Quincy relaunched a slate of NBC affiliate-specific newscasts on WPTA-DT2 in the fall of 2016 from a new studio; this ended under Gray ownership in late 2022, and WPTA-DT2 has since simulcast the main subchannel's newscasts with no differentiation. After becoming a CW Plus affiliate, WISE-TV has aired no newscasts whatsoever.

===Notable former on-air staff===
- Dick Florea – news director and anchor in the 1970s and 1980s and Editor's Desk host
- Janette Luu – former anchor and reporter from 1998 to 2003
- Charles Pugh – former anchor and reporter

==Technical information==

===Subchannels===
The station's signal is multiplexed:

Subchannels of WISE-TV
| Subchannel | Res.Tooltip Display resolution | Short name | Programming |
| 33.1 | 720p | WISECW | The CW Plus |
| 33.2 | 480i | Justice | True Crime Network |
| 33.3 | Grit | Grit |
| 33.4 | CourtTV | Court TV |
| 33.5 | Start | Start TV |
| 33.6 | 720p | MeTV | MeTV |
| 33.7 | 480i | DABL | Dabl |

WISE-TV carried NBC Weather Plus on virtual channel 33.3 from 2006 until that network ceased operation on December 1, 2008.

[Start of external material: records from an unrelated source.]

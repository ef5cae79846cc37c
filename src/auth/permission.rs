//! Permission vocabulary and role model.
//!
//! Permissions travel over the wire as snake_case strings but are stored
//! internally as an enum backed by a bitset, so membership checks are a
//! single mask test instead of a string scan.

use std::fmt;
use std::str::FromStr;

use serde::de::{Deserializer, Error as DeError};
use serde::ser::Serializer;
use serde::{Deserialize, Serialize};

/// A capability tag from the closed permission vocabulary.
#[derive(Debug, Clone, Copy, PartialEq, Eq, Hash, Serialize, Deserialize)]
#[serde(rename_all = "snake_case")]
pub enum Permission {
    MeshNodeCreate,
    MeshNodeRead,
    MeshNodeUpdate,
    MeshNodeDelete,

    MeshNodeUpdateCreate,
    MeshNodeUpdateRead,
    MeshNodeUpdateDelete,

    DataCreate,
    DataRead,
    DataDelete,

    UserAccountCreate,
    UserAccountRead,
    UserAccountUpdate,
    UserAccountDelete,

    ServiceAccountCreate,
    ServiceAccountRead,
    ServiceAccountUpdate,
    ServiceAccountDelete,

    RoleCreate,
    RoleRead,
    RoleUpdate,
    RoleDelete,

    AreaRead,
}

impl Permission {
    /// Every permission, in declaration order.
    pub const ALL: [Permission; 23] = [
        Permission::MeshNodeCreate,
        Permission::MeshNodeRead,
        Permission::MeshNodeUpdate,
        Permission::MeshNodeDelete,
        Permission::MeshNodeUpdateCreate,
        Permission::MeshNodeUpdateRead,
        Permission::MeshNodeUpdateDelete,
        Permission::DataCreate,
        Permission::DataRead,
        Permission::DataDelete,
        Permission::UserAccountCreate,
        Permission::UserAccountRead,
        Permission::UserAccountUpdate,
        Permission::UserAccountDelete,
        Permission::ServiceAccountCreate,
        Permission::ServiceAccountRead,
        Permission::ServiceAccountUpdate,
        Permission::ServiceAccountDelete,
        Permission::RoleCreate,
        Permission::RoleRead,
        Permission::RoleUpdate,
        Permission::RoleDelete,
        Permission::AreaRead,
    ];

    /// The wire name of this permission.
    pub fn as_str(&self) -> &'static str {
        match self {
            Permission::MeshNodeCreate => "mesh_node_create",
            Permission::MeshNodeRead => "mesh_node_read",
            Permission::MeshNodeUpdate => "mesh_node_update",
            Permission::MeshNodeDelete => "mesh_node_delete",
            Permission::MeshNodeUpdateCreate => "mesh_node_update_create",
            Permission::MeshNodeUpdateRead => "mesh_node_update_read",
            Permission::MeshNodeUpdateDelete => "mesh_node_update_delete",
            Permission::DataCreate => "data_create",
            Permission::DataRead => "data_read",
            Permission::DataDelete => "data_delete",
            Permission::UserAccountCreate => "user_account_create",
            Permission::UserAccountRead => "user_account_read",
            Permission::UserAccountUpdate => "user_account_update",
            Permission::UserAccountDelete => "user_account_delete",
            Permission::ServiceAccountCreate => "service_account_create",
            Permission::ServiceAccountRead => "service_account_read",
            Permission::ServiceAccountUpdate => "service_account_update",
            Permission::ServiceAccountDelete => "service_account_delete",
            Permission::RoleCreate => "role_create",
            Permission::RoleRead => "role_read",
            Permission::RoleUpdate => "role_update",
            Permission::RoleDelete => "role_delete",
            Permission::AreaRead => "area_read",
        }
    }

    /// Look up a permission by its wire name.
    ///
    /// Returns `None` for anything outside the vocabulary; matching is exact.
    pub fn from_name(name: &str) -> Option<Permission> {
        Permission::ALL.iter().copied().find(|p| p.as_str() == name)
    }

    fn bit(self) -> u32 {
        1 << (self as u32)
    }
}

impl fmt::Display for Permission {
    fn fmt(&self, f: &mut fmt::Formatter<'_>) -> fmt::Result {
        f.write_str(self.as_str())
    }
}

impl FromStr for Permission {
    type Err = UnknownPermission;

    fn from_str(s: &str) -> Result<Self, Self::Err> {
        Permission::from_name(s).ok_or_else(|| UnknownPermission(s.to_string()))
    }
}

/// Error for a string outside the permission vocabulary.
#[derive(Debug, Clone, PartialEq, Eq)]
pub struct UnknownPermission(pub String);

impl fmt::Display for UnknownPermission {
    fn fmt(&self, f: &mut fmt::Formatter<'_>) -> fmt::Result {
        write!(f, "unknown permission {}", self.0)
    }
}

impl std::error::Error for UnknownPermission {}

/// An unordered set of permissions.
///
/// Inserting a permission twice is a no-op; membership is O(1).
#[derive(Debug, Clone, Copy, PartialEq, Eq, Default)]
pub struct PermissionSet(u32);

impl PermissionSet {
    /// The empty set.
    pub const EMPTY: PermissionSet = PermissionSet(0);

    /// Build a set from a slice of permissions.
    pub fn of(permissions: &[Permission]) -> Self {
        permissions.iter().copied().collect()
    }

    /// Add a permission to the set.
    pub fn insert(&mut self, permission: Permission) {
        self.0 |= permission.bit();
    }

    /// Whether the set contains the given permission.
    pub fn contains(&self, permission: Permission) -> bool {
        self.0 & permission.bit() != 0
    }

    /// Whether every permission in `required` is present.
    pub fn contains_all(&self, required: PermissionSet) -> bool {
        self.0 & required.0 == required.0
    }

    /// The first permission in `required` that is not present, if any.
    pub fn first_missing(&self, required: PermissionSet) -> Option<Permission> {
        required.iter().find(|p| !self.contains(*p))
    }

    /// Iterate over the members in declaration order.
    pub fn iter(&self) -> impl Iterator<Item = Permission> + '_ {
        let set = *self;
        Permission::ALL.iter().copied().filter(move |p| set.contains(*p))
    }

    pub fn len(&self) -> usize {
        self.0.count_ones() as usize
    }

    pub fn is_empty(&self) -> bool {
        self.0 == 0
    }
}

impl FromIterator<Permission> for PermissionSet {
    fn from_iter<I: IntoIterator<Item = Permission>>(iter: I) -> Self {
        let mut set = PermissionSet::EMPTY;
        for p in iter {
            set.insert(p);
        }
        set
    }
}

impl Serialize for PermissionSet {
    fn serialize<S: Serializer>(&self, serializer: S) -> Result<S::Ok, S::Error> {
        serializer.collect_seq(self.iter())
    }
}

impl<'de> Deserialize<'de> for PermissionSet {
    fn deserialize<D: Deserializer<'de>>(deserializer: D) -> Result<Self, D::Error> {
        let names = Vec::<String>::deserialize(deserializer)?;
        let mut set = PermissionSet::EMPTY;
        for name in names {
            let p = Permission::from_name(&name)
                .ok_or_else(|| D::Error::custom(format!("unknown permission {name}")))?;
            set.insert(p);
        }
        Ok(set)
    }
}

/// A named bundle of permissions assigned to a principal.
#[derive(Debug, Clone, PartialEq, Eq, Serialize, Deserialize)]
pub struct Role {
    pub id: u64,
    pub name: String,
    pub permissions: PermissionSet,
}
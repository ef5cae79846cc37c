//! HTTP API: routing, middleware, handlers, and the error envelope.

pub mod dto;
pub mod error;
pub mod handlers;
pub mod middleware;
pub mod router;
pub mod server;

pub use error::{ApiError, ErrorCode};
pub use server::WebServer;
use std::process;
use std::sync::Arc;

use tracing::{error, info, warn};

use meshmon::config::Config;
use meshmon::store::PgStore;
use meshmon::web::handlers::AppState;
use meshmon::web::WebServer;

#[tokio::main]
async fn main() {
    // Load configuration
    let config = match Config::load("config.toml") {
        Ok(config) => config,
        Err(e) => {
            eprintln!("Failed to load config.toml: {e}");
            eprintln!("Using default configuration.");
            Config::default()
        }
    };

    // Initialize logging
    if let Err(e) = meshmon::logging::init(&config.logging) {
        eprintln!("Failed to initialize logging: {e}");
    }

    info!("meshmon backend starting");
    if config.auth.has_default_secret() {
        warn!("token signing secret is the built-in default; set [auth] jwt_secret");
    }

    let store = match PgStore::connect(&config.database).await {
        Ok(store) => Arc::new(store),
        Err(e) => {
            error!("connecting to postgres: {e}");
            process::exit(1);
        }
    };

    let state = Arc::new(AppState::new(&config.auth, store.clone(), store));

    let server = match WebServer::new(&config.server, state) {
        Ok(server) => server,
        Err(e) => {
            error!("{e}");
            process::exit(1);
        }
    };

    if let Err(e) = server.run().await {
        error!("server error: {e}");
        process::exit(1);
    }

    info!("shutdown complete");
}
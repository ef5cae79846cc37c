//! meshmon - backend for a mesh sensor network monitoring platform.
//!
//! The heart of the crate is the authentication and authorization
//! subsystem: Argon2id credential verification, HMAC-signed session
//! tokens, per-request role resolution, and per-route permission gates.

pub mod auth;
pub mod config;
pub mod error;
pub mod logging;
pub mod store;
pub mod web;

pub use auth::{
    AccountInfo, AuthError, Claims, HashParams, PasswordHasher, PasswordRecord, Permission,
    PermissionSet, Principal, Role, SignedToken, TokenCodec,
};
pub use config::Config;
pub use error::{MeshmonError, Result};
pub use web::WebServer;
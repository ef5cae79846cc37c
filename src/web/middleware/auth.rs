//! Authorization middleware.
//!
//! Runs before every protected route: validates the presented token,
//! re-resolves the principal's role from the store, and publishes a typed
//! [`AccountInfo`] into the request extensions. The role is looked up
//! fresh on each request, so a role edit takes effect immediately even
//! for tokens issued earlier.

use axum::{
    async_trait,
    extract::{FromRequestParts, Request, State},
    http::{header::AUTHORIZATION, request::Parts},
    middleware::Next,
    response::Response,
};
use axum_extra::extract::cookie::CookieJar;
use std::sync::Arc;

use crate::auth::{AccountInfo, AuthError, Principal};
use crate::store::StoreError;
use crate::web::error::ApiError;
use crate::web::handlers::AppState;

/// Name of the session cookie.
pub const AUTH_COOKIE: &str = "token";

/// Authenticate and authorize one request, then run the inner handler.
///
/// Any failing step terminates the request immediately; there are no
/// retries here.
pub async fn authorize(
    State(state): State<Arc<AppState>>,
    mut request: Request,
    next: Next,
) -> Result<Response, ApiError> {
    let token = token_from_request(&request).ok_or(AuthError::MissingToken)?;
    let claims = state.codec.validate(&token)?;
    let principal = claims.principal()?;

    let role = match principal {
        Principal::User(id) => state.roles.role_by_user_id(id).await,
        Principal::Service(id) => state.roles.role_by_service_id(id).await,
    }
    .map_err(|e| {
        if let StoreError::Unavailable(msg) = &e {
            tracing::warn!("role lookup failed: {msg}");
        }
        AuthError::NoRole
    })?;

    request.extensions_mut().insert(AccountInfo { principal, role });

    Ok(next.run(request).await)
}

/// The token string from the bearer header, falling back to the cookie.
fn token_from_request(request: &Request) -> Option<String> {
    let headers = request.headers();

    if let Some(value) = headers.get(AUTHORIZATION).and_then(|v| v.to_str().ok()) {
        let token = value.strip_prefix("Bearer ").unwrap_or(value);
        return Some(token.to_string());
    }

    CookieJar::from_headers(headers)
        .get(AUTH_COOKIE)
        .map(|cookie| cookie.value().to_string())
}

#[async_trait]
impl<S> FromRequestParts<S> for AccountInfo
where
    S: Send + Sync,
{
    type Rejection = ApiError;

    async fn from_request_parts(parts: &mut Parts, _state: &S) -> Result<Self, Self::Rejection> {
        parts
            .extensions
            .get::<AccountInfo>()
            .cloned()
            .ok_or_else(|| ApiError::unauthorized("missing account info"))
    }
}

===Analog-to-digital conversion===
WISE-TV shut down its analog signal, over UHF channel 33, on February 17, 2009, the original target date on which full-power television stations in the United States were to transition from analog to digital broadcasts under federal mandate (which was later pushed back to June 12, 2009). The station's digital signal remained on its pre-transition UHF channel 19, using virtual channel 33. WISE-TV eventually moved to digital channel 18. On August 31, 2018, WISE moved from digital channel 18 to channel 34 as part of phase zero of the repack, rather than the originally scheduled phase six of the repack.